Task prompt –
Whenever the word "reference" turns up in a line of the data below, copy that line.
------ Records provided ------
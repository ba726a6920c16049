//! 跨空间 ROI 注册器.
//!
//! ROI 可以来自原生空间, 结构空间, 标准空间的掩膜文件, 或标准空间图谱中的标签.
//! 注册器将它们统一变换到原生空间并二值化, 按加入顺序保存.
//!
//! # 注意
//!
//! 1. 结构空间 ROI 只经过 struct -> native 仿射变换 (作为 premat).
//! 2. 标准空间 ROI 先经过 std -> struct 形变场, 再经过 struct -> native 仿射变换 (作为 postmat).
//! 3. 二值化规则为变换后的值严格大于阈值. 图谱 ROI 的阈值是 `[0, 100]` 尺度,
//!   其他 ROI 是 `[0, 1]` 尺度.

use log::info;

use crate::atlas::{Atlas, AtlasService};
use crate::transform::{SpaceTransform, Warp, WarpRequest};
use crate::{Affine, Mask3d, RoiResult, Volume};

/// ROI 的来源空间.
#[derive(Debug, Copy, Clone, PartialEq, Eq)]
pub enum Space {
    /// 原生 (采集) 空间.
    Native,

    /// 结构 (T1) 空间.
    Structural,

    /// 标准 (MNI) 空间.
    Standard,
}

/// 一个已注册的 ROI.
#[derive(Debug, Clone)]
pub struct Roi {
    /// 显示名称. 不保证唯一.
    pub name: String,

    /// 来源空间.
    pub space: Space,

    /// 原生空间二值掩膜. 形状与原生空间参考图像一致.
    pub mask_native: Mask3d,

    /// 标准空间中的原始 ROI 图像. 仅在 [`Retain::standard`] 时保存.
    pub standard: Option<Volume>,

    /// 变换到原生空间但未二值化的图像. 仅在 [`Retain::native`] 时保存,
    /// 原生空间 ROI 没有该图像.
    pub native: Option<Volume>,
}

/// 注册时额外保留哪些中间图像.
#[derive(Debug, Copy, Clone, Default, PartialEq, Eq)]
pub struct Retain {
    /// 保留原生空间中未二值化的图像.
    pub native: bool,

    /// 保留标准空间 ROI 的原始图像.
    pub standard: bool,
}

/// 跨空间 ROI 注册器.
pub struct Registrar<'a, T: SpaceTransform + ?Sized> {
    transform: &'a T,
    native_ref: &'a Volume,
    struct2native: &'a Affine,
    std2struct: &'a Warp,
    retain: Retain,
    rois: Vec<Roi>,
}

impl<'a, T: SpaceTransform + ?Sized> Registrar<'a, T> {
    /// 创建空注册器.
    ///
    /// `native_ref` 决定原生空间网格, `struct2native` 为结构空间到原生空间的仿射矩阵,
    /// `std2struct` 为标准空间到结构空间的形变场.
    pub fn new(
        transform: &'a T,
        native_ref: &'a Volume,
        struct2native: &'a Affine,
        std2struct: &'a Warp,
        retain: Retain,
    ) -> Self {
        Self {
            transform,
            native_ref,
            struct2native,
            std2struct,
            retain,
            rois: Vec::new(),
        }
    }

    /// 加入原生空间 ROI. 非零体素属于 ROI.
    pub fn add_native(&mut self, name: &str, roi: &Volume) {
        self.push(Roi {
            name: name.to_owned(),
            space: Space::Native,
            mask_native: roi.nonzero_mask(),
            standard: None,
            native: None,
        });
    }

    /// 加入结构空间 ROI, 变换后按 `threshold` 二值化.
    pub fn add_struct(&mut self, name: &str, roi: &Volume, threshold: f64) -> RoiResult<()> {
        let request = WarpRequest::new(roi, self.native_ref).premat(self.struct2native);
        let native = self.transform.apply(&request)?;
        self.push(Roi {
            name: name.to_owned(),
            space: Space::Structural,
            mask_native: native.threshold_mask(threshold),
            standard: None,
            native: self.retain.native.then_some(native),
        });
        Ok(())
    }

    /// 加入标准空间 ROI, 变换后按 `threshold` 二值化.
    pub fn add_standard(&mut self, name: &str, roi: Volume, threshold: f64) -> RoiResult<()> {
        let request = WarpRequest::new(&roi, self.native_ref)
            .warp(self.std2struct)
            .postmat(self.struct2native);
        let native = self.transform.apply(&request)?;
        self.push(Roi {
            name: name.to_owned(),
            space: Space::Standard,
            mask_native: native.threshold_mask(threshold),
            standard: self.retain.standard.then_some(roi),
            native: self.retain.native.then_some(native),
        });
        Ok(())
    }

    /// 将图谱的每个标签作为标准空间 ROI 加入. `threshold` 为 `[0, 100]` 尺度.
    pub fn add_atlas(&mut self, atlas: &Atlas, threshold: f64) -> RoiResult<()> {
        for label in atlas.labels() {
            self.add_standard(&label.name, atlas.label_map(label)?, threshold)?;
        }
        Ok(())
    }

    /// 从图谱服务加载图谱 `atlas_id` 并加入其所有标签.
    pub fn add_atlas_from<A: AtlasService + ?Sized>(
        &mut self,
        service: &A,
        atlas_id: &str,
        resolution_mm: f64,
        threshold: f64,
    ) -> RoiResult<()> {
        info!("{}", atlas_banner(atlas_id, resolution_mm, threshold));
        let atlas = service.load(atlas_id, resolution_mm)?;
        self.add_atlas(&atlas, threshold)
    }

    fn push(&mut self, roi: Roi) {
        info!(" - {}...DONE", roi.name);
        self.rois.push(roi);
    }

    /// 已注册的 ROI, 按加入顺序.
    #[inline]
    pub fn rois(&self) -> &[Roi] {
        &self.rois
    }

    /// 消费自我, 获得全部 ROI.
    #[inline]
    pub fn into_rois(self) -> Vec<Roi> {
        self.rois
    }
}

/// 加入图谱时的日志. 阈值按 `[0, 1]` 尺度显示.
fn atlas_banner(atlas_id: &str, resolution_mm: f64, threshold: f64) -> String {
    format!(
        "Adding ROIs from standard atlas: {atlas_id} (resolution={resolution_mm}mm, thresholding at {:.2})",
        threshold / 100.0
    )
}

#[cfg(test)]
mod tests {
    use std::cell::RefCell;

    use super::*;
    use crate::atlas::{AtlasKind, AtlasLabel};
    use crate::NiftiHeaderAttr;
    use ndarray::{Array3, Array4};
    use nifti::NiftiHeader;

    /// 记录每次请求, 并将图像原样 (乘以 `gain`) 放到参考网格上.
    struct Recorder {
        gain: f32,
        calls: RefCell<Vec<(bool, bool, bool)>>,
    }

    impl SpaceTransform for Recorder {
        fn apply(&self, r: &WarpRequest<'_>) -> RoiResult<Volume> {
            self.calls.borrow_mut().push((
                r.warp.is_some(),
                r.premat.is_some(),
                r.postmat.is_some(),
            ));
            let data = r.image.data().mapv(|v| v * self.gain);
            Volume::from_parts(r.reference.header(), data)
        }

        fn invert_warp(&self, warp: &Warp, _: &Volume) -> RoiResult<Warp> {
            Warp::from_file(warp.path())
        }
    }

    fn volume(v: Vec<f32>) -> Volume {
        let n = v.len();
        Volume::from_parts(
            &NiftiHeader::default(),
            Array3::from_shape_vec((1, 1, n), v).unwrap(),
        )
        .unwrap()
    }

    fn mask_of(roi: &Roi) -> Vec<bool> {
        roi.mask_native.iter().copied().collect()
    }

    fn fixture() -> (tempfile::TempDir, Warp) {
        let dir = tempfile::tempdir().unwrap();
        let p = dir.path().join("warp.nii.gz");
        volume(vec![0.0]).save(&p).unwrap();
        let w = Warp::from_file(&p).unwrap();
        (dir, w)
    }

    #[test]
    fn test_transform_choice_per_space() {
        let (_dir, warp) = fixture();
        let t = Recorder {
            gain: 1.0,
            calls: RefCell::new(Vec::new()),
        };
        let reference = volume(vec![0.0; 3]);
        let mat = Affine::identity();
        let mut reg = Registrar::new(&t, &reference, &mat, &warp, Retain::default());

        reg.add_native("n", &volume(vec![0.0, 2.0, -1.0]));
        reg.add_struct("s", &volume(vec![0.2, 0.5, 0.7]), 0.5).unwrap();
        reg.add_standard("m", volume(vec![0.6, 0.4, 0.0]), 0.5).unwrap();

        // (warp, premat, postmat)
        assert_eq!(*t.calls.borrow(), [(false, true, false), (true, false, true)]);

        let rois = reg.into_rois();
        assert_eq!(rois.len(), 3);
        assert_eq!(mask_of(&rois[0]), [false, true, true]);
        assert_eq!(mask_of(&rois[1]), [false, false, true]);
        assert_eq!(mask_of(&rois[2]), [true, false, false]);
        assert_eq!(rois[0].space, Space::Native);
        assert!(rois.iter().all(|r| r.native.is_none() && r.standard.is_none()));
    }

    #[test]
    fn test_binarized_voxels_exceed_threshold() {
        let (_dir, warp) = fixture();
        let t = Recorder {
            gain: 0.5,
            calls: RefCell::new(Vec::new()),
        };
        let reference = volume(vec![0.0; 6]);
        let mat = Affine::identity();
        let retain = Retain {
            native: true,
            standard: true,
        };
        let mut reg = Registrar::new(&t, &reference, &mat, &warp, retain);
        reg.add_standard("m", volume(vec![0.1, 0.3, 0.6, 1.2, 1.0, 2.0]), 0.5)
            .unwrap();

        let roi = &reg.rois()[0];
        let native = roi.native.as_ref().unwrap();
        assert!(roi.standard.is_some());
        for (&m, &v) in roi.mask_native.iter().zip(native.data().iter()) {
            assert_eq!(m, v as f64 > 0.5);
        }
        assert_eq!(mask_of(roi), [false, false, false, true, false, true]);
    }

    #[test]
    fn test_atlas_banner_uses_fraction() {
        assert_eq!(
            atlas_banner("harvardoxford-cortical", 2.0, 50.0),
            "Adding ROIs from standard atlas: harvardoxford-cortical (resolution=2mm, thresholding at 0.50)"
        );
    }

    #[test]
    fn test_atlas_labels_in_order() {
        let (_dir, warp) = fixture();
        let t = Recorder {
            gain: 1.0,
            calls: RefCell::new(Vec::new()),
        };
        let data = Array4::from_shape_vec(
            (1, 1, 3, 2),
            vec![80.0, 10.0, 50.0, 51.0, 20.0, 90.0],
        )
        .unwrap();
        let labels = vec![
            AtlasLabel {
                index: 0,
                name: "Frontal Pole".into(),
            },
            AtlasLabel {
                index: 1,
                name: "Insular Cortex".into(),
            },
        ];
        let atlas = Atlas::new(
            "test",
            "Test",
            AtlasKind::Probabilistic,
            labels,
            NiftiHeader::default(),
            data,
        );
        let reference = volume(vec![0.0; 3]);
        let mat = Affine::identity();
        let mut reg = Registrar::new(&t, &reference, &mat, &warp, Retain::default());
        reg.add_atlas(&atlas, 50.0).unwrap();

        let rois = reg.rois();
        assert_eq!(rois[0].name, "Frontal Pole");
        assert_eq!(mask_of(&rois[0]), [true, false, false]);
        assert_eq!(rois[1].name, "Insular Cortex");
        assert_eq!(mask_of(&rois[1]), [false, true, true]);
        assert!(rois.iter().all(|r| r.space == Space::Standard));
    }
}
------
Completed exercise –
            Volume::from_parts(r.reference.header(), data)
        let reference = volume(vec![0.0; 3]);
        let mut reg = Registrar::new(&t, &reference, &mat, &warp, Retain::default());
        let reference = volume(vec![0.0; 6]);
        let mut reg = Registrar::new(&t, &reference, &mat, &warp, retain);
        let reference = volume(vec![0.0; 3]);
        let mut reg = Registrar::new(&t, &reference, &mat, &warp, Retain::default());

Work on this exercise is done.